La lèpre de l’hypocrisie défigurait chaque être humain qui approchait Monseigneur. Il y avait dans la salle la plus étriquée une demi-douzaine de personnes qui avaient eu, il y avait quelques années, un vague soupçon que les choses en général allaient quelque peu de travers. Comme moyen prometteur de les remettre à leur place, la moitié de cette demi-douzaine de personnes était devenue membres d’une secte de convulsionnistes et ils se demandaient même encore maintenant s’ils n’allaient pas se mettre à écumer, à rugir, à entrer en transes sur le champ, et ce faisant fixer un doigt hautement compréhensible vers l’avenir entre trois autres personnes qui s’étaient précipitées dans une autre secte, laquelle voulait remédier aux maux par des palabres sur le « Centre de la Vérité ». Elles estimaient que l’homme avait dévié du Centre de la vérité, mais qu’il n’était pas sorti de la circonférence, et que, pour l’empêcher de voler en dehors de cette circonférence, il fallait l’obliger à jeûner et à avoir des entretiens avec les esprits. Chez ces sectaires, des discours innombrables étaient échangés avec les esprits – et il en naissait naturellement un monde parfait qui ne devint jamais manifeste.
Mais une grande consolation venait de ce que toute la société qui fréquentait le grand hôtel de Monseigneur était parfaitement habillée. Si seulement on avait été sûr que le jour du jugement dernier serait un jour habillé, tout le monde d’ici aurait été éternellement correctement habillé. De telles ondulations, et poudres, et échafaudages de coiffure, des teints si délicats, préservés et réparés avec tant d’art, de si galantes épées à regarder, et le sens de l’odorat si délicatement honoré, ne pouvaient que faire aller les choses et toujours et toujours. Les exquis gentilshommes si bien nés portaient des bagatelles qui pendaient qui tintaient quand languissamment ils se remuaient ; ces entraves d’or sonnaient comme de précieuses clochettes ; si bien qu’avec ces sonneries et le froufrou de soie des brocards et du linge fin, il y avait une sorte d’agitation de l’air qui éventait le quartier Saint-Antoine et sa faim dévorante, non loin de là. La toilette était le seul talisman, infaillible et charmeur, dont on se servait pour garder toute chose à sa place. Tout le monde était habillé pour un bal travesti qui ne devait jamais finir. Du palais des Tuileries, en passant par Monseigneur et toute la Cour, par les Chambres, les tribunaux de justice et toute la société (les gueux exceptés), le bal travesti descendait jusqu’au bourreau, qui, sous le charme lui aussi du talisman, était invité à officier « frisé, poudré, en habit lacé orné d’or, en escarpins de cérémonies et en bas de soie blancs », au gibet ou à la roue – la hache était une rareté – monsieur de Paris, comme il était d’usage de l’appeler parmi ses compères de province, monsieur d’Orléans et les autres, présidait en toilette élégante. Et qui, dans la société réunie à la réception de Monseigneur en cette année mil sept cent quatre-vingts de notre Seigneur pouvait se douter qu’un système reposant sur un bourreau frisé, poudré, lacé d’or, chaussé d’escarpins et portant des bas de soie blancs, ne verrait pas s’éteindre les étoiles.

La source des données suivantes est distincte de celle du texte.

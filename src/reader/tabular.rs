//! # CSV Reader
//!
//! Reads custom entries from a CSV file with one row per entry. The
//! `user_specified_system` and `group_id` columns are *fillable*: a blank cell
//! takes the value of the nearest non-blank cell above it, so a spreadsheet
//! exported with merged cells reads the same as one with every cell filled.
//!
//! Rows are grouped by system, then by group id, keeping the order in which
//! each value first appears. Rows sharing a system or group id do not have to
//! be contiguous.

use crate::error::{Error, Result};
use crate::model::{EntryGroup, RawEntry, SystemGrouping};
use crate::reader::{group_by_first_seen, non_blank};
use csv::{ReaderBuilder, StringRecord, Trim};
use log::{debug, info};
use std::fs::File;
use std::io::Read;
use std::path::Path;

pub const SYSTEM_COLUMN: &str = "user_specified_system";
pub const GROUP_ID_COLUMN: &str = "group_id";
pub const GROUP_NAME_COLUMN: &str = "group_name";
pub const DISPLAY_NAME_COLUMN: &str = "display_name";
pub const LINKED_RESOURCE_COLUMN: &str = "linked_resource";
pub const USER_SPECIFIED_TYPE_COLUMN: &str = "user_specified_type";
pub const DESCRIPTION_COLUMN: &str = "description";
pub const CREATED_AT_COLUMN: &str = "created_at";
pub const UPDATED_AT_COLUMN: &str = "updated_at";

/// Positions of the known columns in the header row.
#[derive(Debug)]
struct ColumnIndex {
    system: usize,
    group_id: usize,
    display_name: usize,
    linked_resource: usize,
    user_specified_type: usize,
    group_name: Option<usize>,
    description: Option<usize>,
    created_at: Option<usize>,
    updated_at: Option<usize>,
}

impl ColumnIndex {
    fn from_headers(headers: &StringRecord) -> Result<Self> {
        let position = |label: &str| headers.iter().position(|header| header == label);
        let required = |label: &str| {
            position(label).ok_or_else(|| Error::MissingColumn {
                column: label.to_string(),
            })
        };

        Ok(Self {
            system: required(SYSTEM_COLUMN)?,
            group_id: required(GROUP_ID_COLUMN)?,
            display_name: required(DISPLAY_NAME_COLUMN)?,
            linked_resource: required(LINKED_RESOURCE_COLUMN)?,
            user_specified_type: required(USER_SPECIFIED_TYPE_COLUMN)?,
            group_name: position(GROUP_NAME_COLUMN),
            description: position(DESCRIPTION_COLUMN),
            created_at: position(CREATED_AT_COLUMN),
            updated_at: position(UPDATED_AT_COLUMN),
        })
    }
}

/// A data row with its fillable columns already resolved.
#[derive(Debug)]
struct FilledRow {
    /// 1-based position among the data rows.
    number: usize,
    system: String,
    group_id: String,
    record: StringRecord,
}

impl FilledRow {
    fn cell(&self, index: usize) -> &str {
        self.record.get(index).unwrap_or("")
    }

    fn optional_cell(&self, index: Option<usize>) -> Option<String> {
        non_blank(index.map(|i| self.cell(i)))
    }

    fn mandatory_cell(&self, index: usize, field: &str) -> Result<String> {
        non_blank(Some(self.cell(index))).ok_or_else(|| Error::MissingValue {
            field: field.to_string(),
            location: format!("row {}", self.number),
        })
    }
}

/// Reader for the CSV input format.
pub struct CsvReader;

impl CsvReader {
    /// Reads custom entries from a CSV file.
    pub fn read_file(path: &Path) -> Result<Vec<SystemGrouping>> {
        info!("Reading the CSV file: {}", path.display());
        let file = File::open(path)?;
        Self::read_from(file)
    }

    /// Reads custom entries from any CSV byte source.
    pub fn read_from<R: Read>(reader: R) -> Result<Vec<SystemGrouping>> {
        let mut csv_reader = ReaderBuilder::new()
            .has_headers(true)
            .flexible(true)
            .trim(Trim::All)
            .from_reader(reader);

        let headers = csv_reader.headers()?.clone();
        let columns = ColumnIndex::from_headers(&headers)?;

        let records = csv_reader
            .records()
            .collect::<std::result::Result<Vec<_>, _>>()?;
        debug!("Loaded {} CSV data rows", records.len());

        let rows = forward_fill(&columns, records);
        assemble_systems(&columns, &rows)
    }
}

/// Resolves blank system and group id cells from the rows above them.
fn forward_fill(columns: &ColumnIndex, records: Vec<StringRecord>) -> Vec<FilledRow> {
    let mut last_system = String::new();
    let mut last_group_id = String::new();

    records
        .into_iter()
        .enumerate()
        .map(|(index, record)| {
            let system = record.get(columns.system).unwrap_or("");
            if !system.is_empty() {
                last_system = system.to_string();
            }
            let group_id = record.get(columns.group_id).unwrap_or("");
            if !group_id.is_empty() {
                last_group_id = group_id.to_string();
            }

            FilledRow {
                number: index + 1,
                system: last_system.clone(),
                group_id: last_group_id.clone(),
                record,
            }
        })
        .collect()
}

fn assemble_systems(columns: &ColumnIndex, rows: &[FilledRow]) -> Result<Vec<SystemGrouping>> {
    group_by_first_seen(rows, |row| row.system.as_str())
        .into_iter()
        .map(|(system_name, system_rows)| {
            let groups = group_by_first_seen(system_rows, |row| row.group_id.as_str())
                .into_iter()
                .map(|(group_id, group_rows)| {
                    make_group(columns, group_id, &group_rows, &system_name)
                })
                .collect::<Result<Vec<_>>>()?;

            Ok(SystemGrouping {
                system_name,
                groups,
            })
        })
        .collect()
}

fn make_group(
    columns: &ColumnIndex,
    id: String,
    rows: &[&FilledRow],
    system_name: &str,
) -> Result<EntryGroup> {
    let name = rows
        .iter()
        .find_map(|row| row.optional_cell(columns.group_name));

    let entries = rows
        .iter()
        .map(|row| make_entry(columns, row, system_name))
        .collect::<Result<Vec<_>>>()?;

    Ok(EntryGroup { id, name, entries })
}

fn make_entry(columns: &ColumnIndex, row: &FilledRow, system_name: &str) -> Result<RawEntry> {
    Ok(RawEntry {
        linked_resource: row.mandatory_cell(columns.linked_resource, LINKED_RESOURCE_COLUMN)?,
        display_name: row.mandatory_cell(columns.display_name, DISPLAY_NAME_COLUMN)?,
        user_specified_type: row
            .mandatory_cell(columns.user_specified_type, USER_SPECIFIED_TYPE_COLUMN)?,
        user_specified_system: system_name.to_string(),
        description: row.optional_cell(columns.description),
        created_at: row.optional_cell(columns.created_at),
        updated_at: row.optional_cell(columns.updated_at),
    })
}
//! # Data Catalog Custom Entries CLI
//!
//! This is the binary entry point for the `datacatalog-custom-entries`
//! command-line tool.
//!
//! Its primary responsibilities are:
//! - Parsing command-line arguments using `clap`.
//! - Executing the appropriate command based on the parsed arguments.
//! - Handling top-level application errors and translating them into user-friendly
//!   output.
//!
//! The synchronization logic lives in the `datacatalog_custom_entries` library;
//! the binary only wires arguments, logging and terminal output around it.

mod cli;
mod commands;

use anyhow::Result;
use clap::Parser;

fn main() -> Result<()> {
    let cli = cli::Cli::parse();
    cli.execute()
}
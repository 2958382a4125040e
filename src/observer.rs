//! # Sync Observer
//!
//! The synchronizer reports progress through the `SyncObserver` trait instead
//! of logging directly, so callers decide what a run looks like from the
//! outside. Every callback has an empty default implementation.
//!
//! - **`LogObserver`** (the default) emits `log` records.
//! - **`NoopObserver`** ignores everything.

use crate::model::SystemGrouping;
use crate::reader::InputSource;
use crate::reconcile::IngestStats;
use log::{debug, info, warn};

/// Callbacks invoked by the synchronizer, in run order.
pub trait SyncObserver {
    fn run_started(&self, _source: &InputSource) {}

    fn input_read(&self, _systems: &[SystemGrouping]) {}

    /// A group without an id was skipped.
    fn group_skipped(&self, _system_name: &str, _entry_count: usize) {}

    fn group_started(&self, _system_name: &str, _group_id: &str, _entry_count: usize) {}

    fn cleanup_finished(&self, _group_id: &str, _deleted: &[String]) {}

    /// Ingestion was skipped because the group has no entries.
    fn ingest_skipped(&self, _group_id: &str) {}

    fn ingest_finished(&self, _group_id: &str, _stats: &IngestStats) {}

    fn run_finished(&self, _synchronized: usize) {}
}

/// Observer that ignores every callback.
#[derive(Debug, Default, Clone, Copy)]
pub struct NoopObserver;

impl SyncObserver for NoopObserver {}

/// Observer that reports progress through the `log` facade.
#[derive(Debug, Default, Clone, Copy)]
pub struct LogObserver;

impl SyncObserver for LogObserver {
    fn run_started(&self, source: &InputSource) {
        info!(
            "Synchronize custom entries to {} [STARTED]: {}",
            source.kind(),
            source.path().display()
        );
    }

    fn input_read(&self, systems: &[SystemGrouping]) {
        let groups: usize = systems.iter().map(|s| s.groups.len()).sum();
        let entries: usize = systems.iter().map(SystemGrouping::entry_count).sum();
        info!(
            "Read {} systems, {} entry groups, {} entries",
            systems.len(),
            groups,
            entries
        );
    }

    fn group_skipped(&self, system_name: &str, entry_count: usize) {
        warn!(
            "Skipping entry group without id in system '{}' ({} entries)",
            system_name, entry_count
        );
    }

    fn group_started(&self, system_name: &str, group_id: &str, entry_count: usize) {
        info!(
            "Processing entry group '{}' of system '{}' ({} entries)",
            group_id, system_name, entry_count
        );
    }

    fn cleanup_finished(&self, group_id: &str, deleted: &[String]) {
        info!(
            "Deleted {} obsolete entries from entry group '{}'",
            deleted.len(),
            group_id
        );
    }

    fn ingest_skipped(&self, group_id: &str) {
        debug!("No entries to ingest into entry group '{}'", group_id);
    }

    fn ingest_finished(&self, group_id: &str, stats: &IngestStats) {
        if stats.group_created {
            info!("Created entry group '{}'", group_id);
        }
        info!(
            "Ingested entry group '{}': {} created, {} updated, {} unchanged",
            group_id, stats.created, stats.updated, stats.unchanged
        );
    }

    fn run_finished(&self, synchronized: usize) {
        info!(
            "Synchronize custom entries [FINISHED]: {} entries synchronized",
            synchronized
        );
    }
}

Monseigneur, ayant délesté ses quatre hommes de leur fardeau, prit son chocolat et ordonna que les portes du plus saint des saints lieux s’ouvrissent. Alors, quelle soumission, quelle bassesse rampante, quelle servilité abjecte ! Il y avait tant de courbettes du corps et de l’esprit qu’il n’en restait aucune pour le ciel, ce qui pouvait être une des raisons pour lesquelles les adorateurs de Monseigneur ne le troublaient jamais.
Accordant un mot de promesse ici, un sourire là, un chuchotement à un esclave heureux, agitant la main vers un autre, Monseigneur traversait avec affabilité les salons jusqu’aux régions éloignées où se trouvaient « les circonférences de la Vérité ». Là, Monseigneur retournait, revenait sur ses pas, et ainsi de suite jusqu’à l’heure voulue où il se faisait enfermer dans son sanctuaire avec les fantômes du chocolat.
Le spectacle fini, l’agitation dans l’air devint un petit orage et les précieuses petites sonnettes descendirent l’escalier en tintant. Bientôt il ne resta plus qu’une personne de toute cette foule, avec son chapeau sous le bras, sa tabatière à la main, qui passait lentement parmi les miroirs en sortant.
— Je vous souhaite, dit cette personne en s’arrêtant à la dernière porte et en se tournant vers le sanctuaire, d’aller au diable !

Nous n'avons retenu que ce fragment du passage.